The study of human and computer interactions and the understanding of cognition and thought link computer science to the social and behavioral sciences.
Developments in graphics, computer animation, digital video, world wide web and multimedia are bringing computer science into the areas of commercial and fine arts, the performing arts, and education.
The underlying theories of programming language design have added a theoretical structure to the study of natural languages and linguistics. Researchers are working on the development of automatic language translators which have become important in the multi-language world of the world wide web.
In this single discipline, computer science elegantly encompasses theory, science, experimentation, and engineering.
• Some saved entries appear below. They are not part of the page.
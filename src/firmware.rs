//! Per-board firmware descriptor
//!
//! `config-<type>.json` names the latest firmware for a board type: its
//! version date, download URL and local file name.

use std::path::{Path, PathBuf};

use chrono::NaiveDate;
use serde::{Deserialize, Serialize};

use crate::config::{self, Settings};
use crate::error::{Error, Result};
use crate::utils::is_plain_file_name;
use crate::{log_debug, log_warn};

const MODULE: &str = "firmware";

#[derive(Debug, Clone, PartialEq, Eq, Serialize, Deserialize)]
pub struct FirmwareInfo {
    /// `YYYY-MM-DD`
    pub version: String,
    /// Download URL
    pub path: String,
    /// Local file name
    pub name: String,
}

#[derive(Debug, Clone, Serialize, Deserialize)]
struct FirmwareConfig {
    firmware: FirmwareInfo,
}

/// Parse a `YYYY-MM-DD` version date
pub fn parse_version_date(value: &str) -> Result<NaiveDate> {
    NaiveDate::parse_from_str(value.trim(), "%Y-%m-%d")
        .map_err(|_| Error::InvalidVersion(value.to_string()))
}

/// True when the catalog firmware is strictly newer than the board's
pub fn needs_update(catalog_version: NaiveDate, board_version: NaiveDate) -> bool {
    catalog_version > board_version
}

#[derive(Debug, Clone)]
pub struct FirmwareDescriptor {
    pub board_config_file_name: String,
    pub local_config_path: PathBuf,
    pub remote_config_url: String,
    resources_dir: PathBuf,
    info: Option<FirmwareInfo>,
}

impl FirmwareDescriptor {
    /// Descriptor for `config_name`; the local cache is read if present
    pub fn new(config_name: &str, resources_dir: &Path, base_url: &str) -> Self {
        let mut descriptor = Self {
            board_config_file_name: config_name.to_string(),
            local_config_path: resources_dir.join(config_name),
            remote_config_url: config::urls::join(base_url, config_name),
            resources_dir: resources_dir.to_path_buf(),
            info: None,
        };
        if descriptor.local_config_path.exists() {
            descriptor.reload();
        }
        descriptor
    }

    pub fn for_board_type(board_type: &str, settings: &Settings) -> Self {
        Self::new(
            &config::urls::board_config_file(board_type),
            &settings.resources_dir,
            &settings.catalog_base_url,
        )
    }

    /// Re-read the local config. Anything unreadable leaves no data, and so
    /// does a firmware name that is not a plain file name.
    pub fn reload(&mut self) {
        self.info = match std::fs::read_to_string(&self.local_config_path)
            .map_err(Error::from)
            .and_then(|content| Ok(serde_json::from_str::<FirmwareConfig>(&content)?))
        {
            Ok(config) if !is_plain_file_name(&config.firmware.name) => {
                log_warn!(
                    MODULE,
                    "{}: refusing firmware name {:?}",
                    self.board_config_file_name,
                    config.firmware.name
                );
                None
            }
            Ok(config) => {
                log_debug!(
                    MODULE,
                    "{}: firmware {} ({})",
                    self.board_config_file_name,
                    config.firmware.name,
                    config.firmware.version
                );
                Some(config.firmware)
            }
            Err(e) => {
                log_warn!(
                    MODULE,
                    "Unusable {}: {}",
                    self.local_config_path.display(),
                    e
                );
                None
            }
        };
    }

    pub fn info(&self) -> Option<&FirmwareInfo> {
        self.info.as_ref()
    }

    /// Catalog firmware version; `None` if there is no data or it is malformed
    pub fn version(&self) -> Option<NaiveDate> {
        let info = self.info.as_ref()?;
        match parse_version_date(&info.version) {
            Ok(date) => Some(date),
            Err(e) => {
                log_warn!(MODULE, "{}: {}", self.board_config_file_name, e);
                None
            }
        }
    }

    pub fn firmware_name(&self) -> Option<&str> {
        self.info.as_ref().map(|info| info.name.as_str())
    }

    pub fn remote_firmware_url(&self) -> Option<&str> {
        self.info.as_ref().map(|info| info.path.as_str())
    }

    pub fn local_firmware(&self) -> Option<PathBuf> {
        self.firmware_name().map(|name| self.resources_dir.join(name))
    }

    pub fn exists_firmware(&self) -> bool {
        self.local_firmware().is_some_and(|path| path.exists())
    }
}

#[cfg(test)]
mod tests {
    use super::*;

    const CONFIG: &str = r#"{"firmware": {"version": "2023-06-01",
        "path": "https://host/ardupy_wio.bin", "name": "ardupy_wio.bin"}}"#;

    #[test]
    fn test_version_comparison() {
        let catalog = parse_version_date("2022-12-31").unwrap();
        let board = parse_version_date("2023-01-01").unwrap();
        assert!(!needs_update(catalog, board));
        assert!(needs_update(parse_version_date("2023-06-01").unwrap(), board));
        assert!(!needs_update(board, board));
        // same inputs, same answer
        assert_eq!(needs_update(catalog, board), needs_update(catalog, board));
    }

    #[test]
    fn test_parse_version_date_rejects_garbage() {
        assert!(parse_version_date("2023-13-01").is_err());
        assert!(parse_version_date("v1.2").is_err());
        assert!(parse_version_date("").is_err());
    }

    #[test]
    fn test_descriptor_without_cache() {
        let dir = tempfile::tempdir().unwrap();
        let descriptor = FirmwareDescriptor::new("config-wio.json", dir.path(), "https://host/");
        assert_eq!(descriptor.remote_config_url, "https://host/config-wio.json");
        assert!(descriptor.info().is_none());
        assert!(descriptor.version().is_none());
        assert!(!descriptor.exists_firmware());
    }

    #[test]
    fn test_reload_after_download() {
        let dir = tempfile::tempdir().unwrap();
        let mut descriptor = FirmwareDescriptor::new("config-wio.json", dir.path(), "https://host");
        std::fs::write(&descriptor.local_config_path, CONFIG).unwrap();
        descriptor.reload();

        assert_eq!(descriptor.version(), parse_version_date("2023-06-01").ok());
        assert_eq!(descriptor.firmware_name(), Some("ardupy_wio.bin"));
        assert!(!descriptor.exists_firmware());

        std::fs::write(dir.path().join("ardupy_wio.bin"), b"\x00\x01").unwrap();
        assert!(descriptor.exists_firmware());
    }

    #[test]
    fn test_malformed_config_is_no_data() {
        let dir = tempfile::tempdir().unwrap();
        std::fs::write(dir.path().join("config-wio.json"), r#"{"firmware": 3}"#).unwrap();
        let descriptor = FirmwareDescriptor::new("config-wio.json", dir.path(), "https://host/");
        assert!(descriptor.info().is_none());
        assert!(descriptor.local_firmware().is_none());
    }

    #[test]
    fn test_firmware_name_outside_resources_is_no_data() {
        let dir = tempfile::tempdir().unwrap();
        for name in ["../../.bashrc", "/etc/passwd", "nested/fw.bin", ""] {
            let config = serde_json::json!({
                "firmware": {"version": "2023-06-01", "path": "https://host/fw.bin", "name": name}
            });
            std::fs::write(dir.path().join("config-wio.json"), config.to_string()).unwrap();
            let descriptor =
                FirmwareDescriptor::new("config-wio.json", dir.path(), "https://host/");
            assert!(descriptor.info().is_none(), "{:?} was accepted", name);
            assert!(descriptor.local_firmware().is_none());
            assert!(!descriptor.exists_firmware());
        }
    }
}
In addition to the flexibility which comes from the breadth of the discipline, the computer scientist has a wide range of career options. Generally, careers that focus on the development of applications and specialized software for business and scientific areas require the Bachelor of Science or Bachelor of Arts degree. With either degree, students are prepared for employment immediately after graduation. Students with an interest in the development of computer systems, including hardware and major software, will find that the Bachelor of Science degree provides a firm foundation for a career that may require a Master of Science degree and result in employment by a major computer manufacturer. A student hoping to perform advanced computing research or to be a university professor will find that the Ph.D. degree is essential.
Eckerd College graduates have been accepted in computer science graduate programs at some of today’s leading institutions, including the Massachusetts Institute of Technology, University of Texas at Austin, Cornell University, Duke University, Clemson University, University of Waterloo, University of Louisiana, University of Notre Dame, Louisiana State University and Emory University. Many of our graduates have received fellowships and assistantships for their graduate study. In a study by the Higher Education Data Sharing Consortium, Eckerd College was ranked 11th out of 125 liberal arts colleges in the proportion of its graduates in mathematics and computer science who ultimately receive their Ph.D. degrees.
The U.S. Department of Labor in a recent report regarding computer science careers stated that “Employment is expected to increase much faster than the average as organizations continue to adopt increasingly sophisticated technologies” and “Job prospects are favorable.”
Our Computer Science program features include:
- Curriculum that is based on recommendations of the major computer science professional organizations,
- Faculty who teach within their areas of expertise, who receive excellent student evaluations, and who are professionally active with research projects that include student participation,
- Facilities that have been developed to support the academic program and to provide students with practical hands-on learning experiences.
The computer science laboratories, faculty offices, and classrooms are all located adjacent to each other providing a very effective educational environment. Two courses, Introduction to Computer Science and Computer Architecture, have weekly laboratory meetings and many of the other classes meet from time to time in the laboratory.
In addition to the major, there is a computer science minor. Computer science courses are included in the minors of computational science and electronic communication.